Monday, Jan. 11, 1937

The New Pictures

You Only Live Once (United Artists). With a smuggled automatic in his hand and the prison doctor as hostage, Eddie Taylor (Henry Fonda) is on his way out of the death house when his pardon arrives. Prison officials shriek the news at him. Eddie Taylor thinks their statement is a trick for his recapture. Too vivid in his mind is the manner in which he, innocent, was railroaded into his present plight. When the chaplain comes toward him in the fog, anxious to convince him that the pardon is authentic, Eddie shoots him. The chaplain stays on his feet long enough to call, "I'm not hit. Open the gates." Thus is the structure-laid for a crescendo seldom excelled in hoodlum stories since Public Enemy. Within its tighter limits You Only Live Once has a signature of realism no less stark and confident than the famed Warner Bros, story.

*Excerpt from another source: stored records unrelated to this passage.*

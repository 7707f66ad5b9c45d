//! BLE UUIDs (16, 32 or 128 bits).
//!
//! Bluetooth assigns UUIDs to identify services and characteristics. In order to save space, many
//! common UUIDs can be represented and transmitted as 16- or 32-bit aliases instead of the full
//! 128 bits.
//!
//! The shorter UUIDs can be converted to their full 128-bit counterparts by making use of the
//! Bluetooth Base UUID, which is defined as `00000000-0000-1000-8000-00805F9B34FB`.
//!
//! A 16-bit UUID alias can be converted to its 32-bit equivalent by zero-extending it: `0xABCD`
//! becomes `0x0000ABCD`.
//!
//! A 32-bit UUID alias can then be converted to its full 128-bit equivalent by placing it in the
//! first 4 Bytes of the Base UUID. Hence `0x1234ABCD` would become
//! `1234ABCD-0000-1000-8000-00805F9B34FB`.

use crate::{bytes::*, Error};
use std::fmt;

const BASE_UUID: [u8; 16] = [
    0x00, 0x00, 0x00, 0x00, /*-*/ 0x00, 0x00, /*-*/ 0x10, 00, /*-*/ 0x80, 0x00,
    /*-*/ 0x00, 0x80, 0x5F, 0x9B, 0x34, 0xFB,
];

/// A 16-bit UUID alias.
///
/// Can be converted to its 32- and 128-bit equivalents via `.into()`.
#[derive(PartialEq, Eq, Copy, Clone)]
pub struct Uuid16(pub u16);

/// A 32-bit UUID alias.
///
/// Can be converted to its 128-bit equivalent via `.into()`.
#[derive(PartialEq, Eq, Copy, Clone)]
pub struct Uuid32(pub u32);

/// A full 128-bit UUID.
#[derive(PartialEq, Eq, Copy, Clone)]
pub struct Uuid128([u8; 16]);

impl Uuid128 {
    /// Creates a 128-bit UUID from 16 raw bytes (encoded in big-endian).
    pub const fn from_bytes(bytes: [u8; 16]) -> Self {
        Self(bytes)
    }

    /// Returns the raw 16 bytes (big-endian) making up this UUID.
    pub const fn to_bytes(&self) -> [u8; 16] {
        self.0
    }

    /// If `self` is the 128-bit expansion of a 16-bit UUID alias (ie. it matches the Bluetooth
    /// Base UUID everywhere except the 2 bytes carrying the short form), returns that alias.
    ///
    /// This is the inverse of `Uuid128::from(Uuid16(_))` and is used to detect whether a
    /// registered 128-bit UUID has a shorter equivalent representation (eg. when deciding the
    /// format byte of a *Find Information Response*).
    pub fn as_uuid16(&self) -> Option<Uuid16> {
        let mut candidate = BASE_UUID;
        candidate[2] = self.0[2];
        candidate[3] = self.0[3];
        if candidate == self.0 {
            Some(Uuid16(u16::from_be_bytes([self.0[2], self.0[3]])))
        } else {
            None
        }
    }

    /// Parses a UUID string literal, panicking when the string is malformed.
    ///
    /// This is meant to be used in constant contexts.
    pub const fn parse_static(s: &'static str) -> Self {
        const fn parse_nibble(nibble: u8) -> u8 {
            let hex_digit_out_of_range = 1;
            match nibble {
                b'0'..=b'9' => nibble - b'0',
                b'a'..=b'f' => nibble - b'a' + 10,
                _ => [0][hex_digit_out_of_range],
            }
        }

        let expected_dash = 1;
        let unexpected_trailing_data = 1;

        // full UUID: 0000fd6f-0000-1000-8000-00805f9b34fb (36 chars/bytes)
        // dashes at offsets 8, 13, 18, 23
        let mut index = 0;
        let mut bytes = [0; 16];

        macro_rules! eat_byte {
            ($s:ident[$i:ident..]) => {{
                let hi = parse_nibble($s.as_bytes()[$i]);
                $i += 1;
                let lo = parse_nibble($s.as_bytes()[$i]);
                $i += 1;
                (hi << 4) | lo
            }};
        }

        macro_rules! eat_dash {
            ($s:ident[$i:ident..]) => {{
                match $s.as_bytes()[$i] {
                    b'-' => {}
                    _ => [()][expected_dash],
                }
                $i += 1;
            }};
        }

        bytes[0] = eat_byte!(s[index..]);
        bytes[1] = eat_byte!(s[index..]);
        bytes[2] = eat_byte!(s[index..]);
        bytes[3] = eat_byte!(s[index..]);
        eat_dash!(s[index..]);
        bytes[4] = eat_byte!(s[index..]);
        bytes[5] = eat_byte!(s[index..]);
        eat_dash!(s[index..]);
        bytes[6] = eat_byte!(s[index..]);
        bytes[7] = eat_byte!(s[index..]);
        eat_dash!(s[index..]);
        bytes[8] = eat_byte!(s[index..]);
        bytes[9] = eat_byte!(s[index..]);
        eat_dash!(s[index..]);
        bytes[10] = eat_byte!(s[index..]);
        bytes[11] = eat_byte!(s[index..]);
        bytes[12] = eat_byte!(s[index..]);
        bytes[13] = eat_byte!(s[index..]);
        bytes[14] = eat_byte!(s[index..]);
        bytes[15] = eat_byte!(s[index..]);

        // String must end here.
        if s.len() > index {
            [()][unexpected_trailing_data];
        }

        Uuid128(bytes)
    }
}

impl From<Uuid16> for Uuid32 {
    fn from(smol: Uuid16) -> Self {
        Uuid32(smol.0.into())
    }
}

impl From<Uuid16> for Uuid128 {
    fn from(uuid: Uuid16) -> Self {
        Uuid32::from(uuid).into()
    }
}

impl From<Uuid32> for Uuid128 {
    fn from(uuid: Uuid32) -> Self {
        let mut buf = BASE_UUID;
        buf[..4].copy_from_slice(&uuid.0.to_be_bytes());
        Uuid128(buf)
    }
}

impl ToBytes for Uuid16 {
    fn to_bytes(&self, buffer: &mut ByteWriter<'_>) -> Result<(), Error> {
        buffer.write_slice(&self.0.to_le_bytes())
    }
}

impl ToBytes for Uuid32 {
    fn to_bytes(&self, buffer: &mut ByteWriter<'_>) -> Result<(), Error> {
        buffer.write_slice(&self.0.to_le_bytes())
    }
}

impl ToBytes for Uuid128 {
    fn to_bytes(&self, buffer: &mut ByteWriter<'_>) -> Result<(), Error> {
        buffer.write_slice(&self.0)
    }
}

impl FromBytes<'_> for Uuid16 {
    fn from_bytes(bytes: &mut ByteReader<'_>) -> Result<Self, Error> {
        let array = bytes.read_array()?;
        Ok(Uuid16(u16::from_le_bytes(array)))
    }
}

impl FromBytes<'_> for Uuid32 {
    fn from_bytes(bytes: &mut ByteReader<'_>) -> Result<Self, Error> {
        let array = bytes.read_array()?;
        Ok(Uuid32(u32::from_le_bytes(array)))
    }
}

impl FromBytes<'_> for Uuid128 {
    fn from_bytes(bytes: &mut ByteReader<'_>) -> Result<Self, Error> {
        let array = bytes.read_array()?;
        Ok(Uuid128(array))
    }
}

impl fmt::Debug for Uuid16 {
    fn fmt(&self, f: &mut fmt::Formatter<'_>) -> fmt::Result {
        write!(f, "Uuid16({:04x})", self.0)
    }
}

impl fmt::Debug for Uuid32 {
    fn fmt(&self, f: &mut fmt::Formatter<'_>) -> fmt::Result {
        write!(f, "Uuid32({:08x})", self.0)
    }
}

impl fmt::Debug for Uuid128 {
    #[allow(clippy::many_single_char_names, clippy::just_underscores_and_digits)]
    fn fmt(&self, f: &mut fmt::Formatter<'_>) -> fmt::Result {
        let [_0, _1, _2, _3, _4, _5, _6, _7, _8, _9, _10, _11, _12, _13, _14, _15] = self.0;
        let a = u32::from_be_bytes([_0, _1, _2, _3]);
        let b = u16::from_be_bytes([_4, _5]);
        let c = u16::from_be_bytes([_6, _7]);
        let d = u16::from_be_bytes([_8, _9]);
        let e = u64::from_be_bytes([0, 0, _10, _11, _12, _13, _14, _15]);
        write!(f, "{:08x}-{:04x}-{:04x}-{:04x}-{:012x}", a, b, c, d, e)
    }
}

#[cfg(test)]
mod tests {
    use super::*;

    #[test]
    fn fmt() {
        // Check that all leading 0s are printed.
        let uuid = Uuid128::from_bytes([
            0x02, 0x3e, 0x45, 0x67, 0x08, 0x9b, 0x02, 0xd3, 0x04, 0x56, 0x00, 0x66, 0x14, 0x17,
            0x40, 0x00,
        ]);

        assert_eq!(
            format!("{:?}", uuid),
            "023e4567-089b-02d3-0456-006614174000"
        );
    }

    #[test]
    fn convert() {
        let uuid = 0xfd6f; // Apple Inc. / Exposure Notification Service
        let uuid = Uuid128::from(Uuid16(uuid));

        assert_eq!(
            format!("{:?}", uuid),
            "0000fd6f-0000-1000-8000-00805f9b34fb"
        );
    }

    #[test]
    fn parse() {
        let uuid = "0000fd6f-0000-1000-8000-00805f9b34fb";
        assert_eq!(format!("{:?}", Uuid128::parse_static(uuid)), uuid);
    }

    #[test]
    fn round_trips_through_16_bit_alias() {
        let uuid16 = Uuid16(0x180d); // Heart Rate service
        let uuid128 = Uuid128::from(uuid16);
        assert_eq!(uuid128.as_uuid16(), Some(uuid16));
    }

    #[test]
    fn genuine_128_bit_uuid_has_no_16_bit_alias() {
        let uuid = Uuid128::parse_static("12345678-1234-5678-1234-56789abcdef0");
        assert_eq!(uuid.as_uuid16(), None);
    }
}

It presents in addition its own modest problem in sociology: has the State a right to punish a man for a crime committed due to pressure put upon him through a miscarriage of justice? Producer Walter Wanger leaves the conclusion to the audience, having arranged as a tacit persuader Eddie's doomed and breath-taking flight toward the Canadian border with his wife, Joan (Sylvia Sidney). Justice works out a satisfactory answer, even though the trooper who marks Eddie with the cross hairs of his telescope sight, never pulls the trigger.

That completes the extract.